=== Activity ===
Please retype the material beneath this task exactly, starting with its first line and finishing with the line containing "it under the".

=== Task data ===
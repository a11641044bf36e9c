/*
This file is part of the Building Aggregration Tool
Copyright (C) 2022 Novel-T

The Building Aggregration Tool is free software: you can redistribute it and/or modify
it under the terms of the GNU General Public License as published by
the Free Software Foundation, either version 3 of the License, or
(at your option) any later version.

This program is distributed in the hope that it will be useful,
but WITHOUT ANY WARRANTY; without even the implied warranty of
MERCHANTABILITY or FITNESS FOR A PARTICULAR PURPOSE.  See the
GNU General Public License for more details.

You should have received a copy of the GNU General Public License
along with this program.  If not, see <http://www.gnu.org/licenses/>.
*/

//! Bounds and rectangle primitives shared across the rasterizer.

use serde::{Deserialize, Serialize};

/// Tolerance for plane normal comparisons when grouping planar faces.
pub const NORMAL_EPS: f64 = 1e-6;
/// Tolerance for plane offset comparisons when grouping planar faces.
pub const OFFSET_EPS: f64 = 1e-4;

/// Axis-aligned bounding box in view-local UV space.
#[derive(Debug, Deserialize, Serialize, Clone, Copy, PartialEq)]
pub struct Bounds2D {
    pub xmin: f64,
    pub ymin: f64,
    pub xmax: f64,
    pub ymax: f64,
}

impl Bounds2D {
    pub fn new(xmin: f64, ymin: f64, xmax: f64, ymax: f64) -> Self {
        Bounds2D { xmin, ymin, xmax, ymax }
    }

    pub fn width(&self) -> f64 {
        self.xmax - self.xmin
    }

    pub fn height(&self) -> f64 {
        self.ymax - self.ymin
    }

    pub fn area(&self) -> f64 {
        self.width() * self.height()
    }

    pub fn contains_point(&self, x: f64, y: f64) -> bool {
        self.xmin <= x && x <= self.xmax && self.ymin <= y && y <= self.ymax
    }

    pub fn intersects(&self, other: &Bounds2D) -> bool {
        if self.xmax < other.xmin || other.xmax < self.xmin {
            return false;
        }
        if self.ymax < other.ymin || other.ymax < self.ymin {
            return false;
        }
        true
    }

    /// Returns a new Bounds2D expanded by `margin` on all sides.
    pub fn expand(&self, margin: f64) -> Bounds2D {
        Bounds2D::new(
            self.xmin - margin,
            self.ymin - margin,
            self.xmax + margin,
            self.ymax + margin,
        )
    }

    /// Union of two bounds (smallest box containing both).
    pub fn union(&self, other: &Bounds2D) -> Bounds2D {
        Bounds2D::new(
            self.xmin.min(other.xmin),
            self.ymin.min(other.ymin),
            self.xmax.max(other.xmax),
            self.ymax.max(other.ymax),
        )
    }
}

/// Inclusive rectangle of grid cell indices.
#[derive(Debug, Clone, Copy, PartialEq, Eq)]
pub struct CellRect {
    pub i_min: i64,
    pub j_min: i64,
    pub i_max: i64,
    pub j_max: i64,
    pub width_cells: i64,
    pub height_cells: i64,
    pub empty: bool,
}

impl CellRect {
    pub fn new(i_min: i64, j_min: i64, i_max: i64, j_max: i64) -> Self {
        let width_cells = (i_max - i_min + 1).max(0);
        let height_cells = (j_max - j_min + 1).max(0);
        CellRect {
            i_min,
            j_min,
            i_max,
            j_max,
            width_cells,
            height_cells,
            empty: width_cells == 0 || height_cells == 0,
        }
    }

    /// Iterates all (i, j) cell indices in this rectangle, row-major.
    pub fn cells(&self) -> impl Iterator<Item = (i64, i64)> + '_ {
        (self.i_min..=self.i_max)
            .flat_map(move |i| (self.j_min..=self.j_max).map(move |j| (i, j)))
    }

    pub fn cell_count(&self) -> i64 {
        self.width_cells * self.height_cells
    }

    pub fn center_cell(&self) -> (i64, i64) {
        ((self.i_min + self.i_max) / 2, (self.j_min + self.j_max) / 2)
    }
}

pub fn rect_intersects_bounds(
    rect_xmin: f64,
    rect_ymin: f64,
    rect_xmax: f64,
    rect_ymax: f64,
    bounds: &Bounds2D,
) -> bool {
    if rect_xmax < bounds.xmin || rect_xmin > bounds.xmax {
        return false;
    }
    if rect_ymax < bounds.ymin || rect_ymin > bounds.ymax {
        return false;
    }
    true
}

pub fn clamp(value: f64, min_val: f64, max_val: f64) -> f64 {
    value.max(min_val).min(max_val)
}

pub fn point_in_rect(x: f64, y: f64, xmin: f64, ymin: f64, xmax: f64, ymax: f64) -> bool {
    xmin <= x && x <= xmax && ymin <= y && y <= ymax
}

#[cfg(test)]
mod test {
    use super::*;

    #[test]
    fn bounds_basic() {
        let b = Bounds2D::new(0.0, 0.0, 10.0, 10.0);
        assert_eq!(b.width(), 10.0);
        assert_eq!(b.height(), 10.0);
        assert!(b.contains_point(5.0, 5.0));
        assert!(!b.contains_point(11.0, 5.0));
    }

    #[test]
    fn bounds_intersects() {
        let b = Bounds2D::new(0.0, 0.0, 10.0, 10.0);
        assert!(rect_intersects_bounds(5.0, 5.0, 15.0, 15.0, &b));
        assert!(!rect_intersects_bounds(20.0, 20.0, 30.0, 30.0, &b));
    }

    #[test]
    fn cell_rect_dims() {
        let rect = CellRect::new(0, 0, 4, 6);
        assert_eq!(rect.width_cells, 5);
        assert_eq!(rect.height_cells, 7);
        assert!(!rect.empty);
        assert_eq!(rect.cell_count(), 35);
    }

    #[test]
    fn cell_rect_center() {
        let rect = CellRect::new(0, 0, 4, 4);
        assert_eq!(rect.center_cell(), (2, 2));
    }
}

=== Task response ===
repository a11641044bf36e9c
/*
This file is part of the Building Aggregration Tool
Copyright (C) 2022 Novel-T

The Building Aggregration Tool is free software: you can redistribute it and/or modify
it under the terms of the GNU General Public License as published by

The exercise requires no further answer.